青春期启动的调控机制一直是内分泌领域的核心问题。中枢性性早熟（CPP）表现为青春期提前启动，目前已知少数遗传因素如MKRN3和DLK1基因突变可导致CPP，但DLK1作为paternally expressed imprinting gene（父源表达印记基因）的具体作用机制尚不明确。有趣的是，所有报道的DLK1突变均为功能缺失型，提示其可能作为"青春期刹车"，但这一假说缺乏直接实验证据。更复杂的是，DLK1属于DLK1-DIO3印记基因簇，该区域还包含非编码RNA MEG3等调控元件，在小鼠模型中已证实与神经发育相关。这些未解之谜促使Nazli Eskici团队开展这项研究。

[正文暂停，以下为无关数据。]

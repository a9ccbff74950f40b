use thiserror::Error;

use super::charset::CharsetError;
use super::date::DateError;

/// Errors that abort a feed parse.
///
/// No partial feed is returned alongside any of these.
#[derive(Debug, Error)]
pub enum ParseError {
    /// The tokenizer hit markup it cannot recover from, or the underlying
    /// stream failed while it was reading.
    #[error("XML parse error: {0}")]
    Xml(#[from] quick_xml::Error),

    /// Reading the document prolog failed.
    #[error("Failed to read feed: {0}")]
    Io(#[from] std::io::Error),

    /// The declared encoding is not supported.
    #[error(transparent)]
    Charset(#[from] CharsetError),

    /// A present date field could not be parsed under [`DatePolicy::Abort`].
    ///
    /// [`DatePolicy::Abort`]: super::DatePolicy::Abort
    #[error(transparent)]
    Date(#[from] DateError),
}
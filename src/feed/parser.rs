use chrono::{DateTime, FixedOffset, Utc};
use quick_xml::escape;
use quick_xml::events::{BytesStart, BytesText, Event};
use quick_xml::Reader;
use std::borrow::Cow;
use std::io::BufRead;

use super::charset;
use super::date::{parse_atom_date, parse_rss_date, DateError, DatePolicy};
use super::error::ParseError;
use super::model::{Feed, Item};

/// Syndication format, fixed by the root element.
#[derive(Debug, Clone, Copy, PartialEq, Eq)]
enum Format {
    Rss,
    Atom,
}

/// Whether text currently belongs to the feed or to the item being built.
#[derive(Debug, Clone, Copy, PartialEq, Eq)]
enum Level {
    /// Before any `channel` or `feed` element.
    Document,
    Feed,
    Post,
}

/// Destination of a run of character data.
#[derive(Debug, Clone, Copy, PartialEq, Eq)]
enum Field {
    FeedTitle,
    FeedSubtitle,
    FeedLink,
    ItemId,
    ItemTitle,
    ItemDescription,
    ItemLink,
    ItemUpdated,
    ItemPubDate,
}

/// Maps the innermost open tag to the field its text fills.
///
/// Atom links never come from text; see [`ParseState::atom_link`].
fn field_for(level: Level, format: Format, tag: &str) -> Option<Field> {
    use Format::{Atom, Rss};
    use Level::{Feed, Post};

    match (level, format, tag) {
        (Feed, _, "title") => Some(Field::FeedTitle),
        (Feed, Rss, "description") | (Feed, Atom, "subtitle") => Some(Field::FeedSubtitle),
        (Feed, Rss, "link") => Some(Field::FeedLink),
        (Post, Rss, "guid") | (Post, Atom, "id") => Some(Field::ItemId),
        (Post, _, "title") => Some(Field::ItemTitle),
        (Post, Rss, "description") | (Post, Atom, "summary") => Some(Field::ItemDescription),
        (Post, Rss, "link") => Some(Field::ItemLink),
        (Post, Atom, "updated") => Some(Field::ItemUpdated),
        (Post, Rss, "pubdate") => Some(Field::ItemPubDate),
        _ => None,
    }
}

/// Knobs for [`FeedParser`].
#[derive(Debug, Clone, Default)]
pub struct ParserOptions {
    /// Handling of present but unparseable dates.
    pub date_policy: DatePolicy,
    /// Timestamp given to items without a usable date. Defaults to the
    /// wall-clock time when the parse starts.
    pub reference_time: Option<DateTime<FixedOffset>>,
}

/// Single-pass RSS/Atom parser.
///
/// Walks the token stream once, never building a document tree. Parsers
/// hold no state between calls, so one instance can parse any number of
/// documents.
#[derive(Debug, Clone, Default)]
pub struct FeedParser {
    options: ParserOptions,
}

impl FeedParser {
    pub fn new(options: ParserOptions) -> Self {
        Self { options }
    }

    /// Parses a whole RSS or Atom document from `reader`.
    ///
    /// # Errors
    ///
    /// - [`ParseError::Charset`] if the declared encoding is unsupported.
    ///   Nothing is tokenized in that case.
    /// - [`ParseError::Xml`] for unrecoverable markup or a failing stream.
    /// - [`ParseError::Date`] for a malformed date under [`DatePolicy::Abort`].
    pub fn parse<R: BufRead>(&self, reader: R) -> Result<Feed, ParseError> {
        let source = charset::prepare(reader)?;

        let mut reader = Reader::from_reader(source);
        let config = reader.config_mut();
        config.trim_text(false);
        config.expand_empty_elements = true;
        config.check_end_names = false;
        config.allow_unmatched_ends = true;

        let now = self
            .options
            .reference_time
            .unwrap_or_else(|| Utc::now().fixed_offset());
        let mut state = ParseState::new(self.options.date_policy, now);
        let mut buf = Vec::new();

        loop {
            match reader.read_event_into(&mut buf)? {
                Event::Start(e) => state.start(&e),
                Event::End(e) => state.end(&lowercase(e.local_name().as_ref())),
                Event::Text(e) => state.text(&unescape_text(&e))?,
                Event::CData(e) => state.text(&String::from_utf8_lossy(&e))?,
                Event::Eof => break,
                _ => {}
            }
            buf.clear();
        }

        let feed = state.finish();
        tracing::debug!(
            title = %feed.title,
            items = feed.items.len(),
            "Parsed feed"
        );
        Ok(feed)
    }

    /// Parses a document held in memory.
    pub fn parse_bytes(&self, bytes: &[u8]) -> Result<Feed, ParseError> {
        self.parse(bytes)
    }
}

/// Parses `reader` with default options.
pub fn parse<R: BufRead>(reader: R) -> Result<Feed, ParseError> {
    FeedParser::default().parse(reader)
}

/// Parses an in-memory document with default options.
pub fn parse_feed(bytes: &[u8]) -> Result<Feed, ParseError> {
    FeedParser::default().parse_bytes(bytes)
}

fn lowercase(name: &[u8]) -> String {
    String::from_utf8_lossy(name).to_lowercase()
}

fn unescape_text(e: &BytesText<'_>) -> String {
    unescape_lenient(&String::from_utf8_lossy(e)).into_owned()
}

/// Resolves entity and character references one at a time. A reference
/// that does not resolve (`&nbsp;`) and a bare `&` are kept as written.
fn unescape_lenient(raw: &str) -> Cow<'_, str> {
    if !raw.contains('&') {
        return Cow::Borrowed(raw);
    }

    let mut out = String::with_capacity(raw.len());
    let mut rest = raw;
    while let Some(amp) = rest.find('&') {
        out.push_str(&rest[..amp]);
        let tail = &rest[amp..];

        let reference = tail.find(';').filter(|&end| {
            tail[1..end]
                .bytes()
                .all(|b| b.is_ascii_alphanumeric() || b == b'#')
        });
        let Some(end) = reference else {
            out.push('&');
            rest = &tail[1..];
            continue;
        };

        let written = &tail[..=end];
        match escape::unescape(written) {
            Ok(resolved) => out.push_str(&resolved),
            Err(err) => {
                tracing::warn!(reference = %written, error = %err, "Keeping unresolved reference");
                out.push_str(written);
            }
        }
        rest = &tail[end + 1..];
    }
    out.push_str(rest);
    Cow::Owned(out)
}

/// Everything carried from one token to the next.
struct ParseState {
    /// Lowercase local name of the most recently opened element.
    tag: String,
    format: Format,
    level: Level,
    feed: Feed,
    /// Item under construction. Only meaningful while `level` is `Post`.
    item: Item,
    policy: DatePolicy,
    now: DateTime<FixedOffset>,
}

impl ParseState {
    fn new(policy: DatePolicy, now: DateTime<FixedOffset>) -> Self {
        Self {
            tag: String::new(),
            format: Format::Rss,
            level: Level::Document,
            feed: Feed::default(),
            item: Item::new(now),
            policy,
            now,
        }
    }

    fn start(&mut self, e: &BytesStart<'_>) {
        let tag = lowercase(e.local_name().as_ref());

        match (tag.as_str(), self.format) {
            ("feed", _) => {
                self.enter_feed(Format::Atom);
            }
            ("channel", _) => {
                self.enter_feed(Format::Rss);
            }
            ("item", Format::Rss) | ("entry", Format::Atom) => {
                self.level = Level::Post;
                self.item = Item::new(self.now);
            }
            ("link", Format::Atom) => self.atom_link(e),
            _ => {}
        }

        self.tag = tag;
    }

    fn enter_feed(&mut self, format: Format) {
        if self.level == Level::Document {
            tracing::debug!(format = ?format, "Detected feed format");
        }
        self.format = format;
        self.level = Level::Feed;
    }

    /// Atom carries links in the `href` attribute. Only the element's first
    /// `href` is read; a later `link` element replaces an earlier one.
    fn atom_link(&mut self, e: &BytesStart<'_>) {
        let href = e.html_attributes().flatten().find(|attr| {
            attr.key
                .local_name()
                .as_ref()
                .eq_ignore_ascii_case(b"href")
        });
        let Some(attr) = href else {
            return;
        };

        let value = unescape_lenient(&String::from_utf8_lossy(&attr.value)).into_owned();

        match self.level {
            Level::Feed => self.feed.link = value,
            Level::Post => self.item.link = value,
            Level::Document => {}
        }
    }

    /// Closing `item` or `entry` completes the current item, in either format.
    fn end(&mut self, tag: &str) {
        if tag == "item" || tag == "entry" {
            let item = std::mem::replace(&mut self.item, Item::new(self.now));
            self.feed.items.push(item);
        }
    }

    /// Stores a run of character data in the field the open tag maps to.
    ///
    /// The run is trimmed before it is stored, and dates are trimmed before
    /// their grammar is chosen, so `" 2021-05-01T10:00:00Z\n"` parses.
    /// Surrounding whitespace is never kept in a field.
    fn text(&mut self, raw: &str) -> Result<(), DateError> {
        let text = raw.trim();
        if text.is_empty() {
            return Ok(());
        }
        let Some(field) = field_for(self.level, self.format, &self.tag) else {
            return Ok(());
        };

        match field {
            Field::FeedTitle => self.feed.title = text.to_string(),
            Field::FeedSubtitle => self.feed.subtitle = text.to_string(),
            Field::FeedLink => self.feed.link = text.to_string(),
            Field::ItemId => self.item.id = text.to_string(),
            Field::ItemTitle => self.item.title = text.to_string(),
            Field::ItemDescription => self.item.description = text.to_string(),
            Field::ItemLink => self.item.link = text.to_string(),
            Field::ItemUpdated => self.set_when(parse_atom_date(text))?,
            Field::ItemPubDate => self.set_when(parse_rss_date(text))?,
        }
        Ok(())
    }

    fn set_when(
        &mut self,
        parsed: Result<DateTime<FixedOffset>, DateError>,
    ) -> Result<(), DateError> {
        match parsed {
            Ok(when) => self.item.when = when,
            Err(err) => match self.policy {
                DatePolicy::Abort => return Err(err),
                DatePolicy::FallbackToNow => {
                    tracing::warn!(error = %err, "Using parse time for unreadable date");
                    self.item.when = self.now;
                }
            },
        }
        Ok(())
    }

    fn finish(self) -> Feed {
        self.feed
    }
}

研究人员采用三大关键技术：1）基于CRISPR-Cas9在H9 hESC系构建DLK1 exon 3缺失75bp的突变体（蛋白表达降低81%）；2）开发可诱导型CRISPRa系统（dCas9VP192+Tet-ON），实现DLK1在神经分化不同阶段的时序性激活；3）沿用已建立的hPSCs分化为GnRH神经元的三阶段方案（dual SMAD抑制→FGF8处理→Notch抑制），结合RNA测序和蛋白质组学分析。

DLK1 Protein Is Efficiently Depleted in the DLK1 Deletion Line

通过LC-MS/MS定量证实DLK1缺失株蛋白水平下降81%，但Western blot显示仍存在残余表达。该模型成功模拟了CPP患者的基因型特征。

Loss of DLK1 Protein Does not Accelerate GnRH Neuron Differentiation

意外发现DLK1缺失并未加速GnRH神经元分化（day25时GNRH1表达量与野生型无差异），提示CPP可能通过GnRH神经元上下游机制而非直接加速其发育导致。

DLK1 Has a Time-Dependent Effect on Neural Fate Determination

时序激活实验揭示DLK1的双重作用：在dSMADi阶段激活（acc）导致前脑标志物FOXG1/SOX2下调、Wnt通路基因（WNT1/RSPO2）上调，完全抑制GnRH神经元生成；而在FGF8阶段激活（cac）则使GNRH1表达增加2.5倍，ELISA检测到GnRH十肽分泌显著升高。

DLK1 Overexpression Alters the Transcriptomic Profile

RNA-seq显示早期DLK1激活引发全基因组重塑：①下调DLK1-DIO3基因簇（MEG3/DIO3）；②上调背侧脊髓中间神经元标志物（LMX1A/BHLHE22）；③Notch通路基因（HES1/HEY1）异常激活。这些变化共同导致腹侧神经元命运决定受阻。

这项研究首次系统阐释了DLK1在人类GnRH神经元发育中的时序特异性调控机制：早期通过抑制前脑神经前体形成"锁定"神经前体状态，后期则促进GnRH神经元成熟。这不仅解释了为何DLK1缺失突变导致CPP（可能通过解除对下游信号的抑制），还为理解印记基因簇在神经内分泌发育中的协同作用提供了新思路。值得注意的是，DLK1-DIO3基因簇的整体下调现象暗示该位点可能存在自我调控网络，这将是未来研究的重要方向。论文的创新性在于将干细胞模型、基因编辑和时序性激活技术相结合，为研究复杂发育疾病的分子机制建立了范式。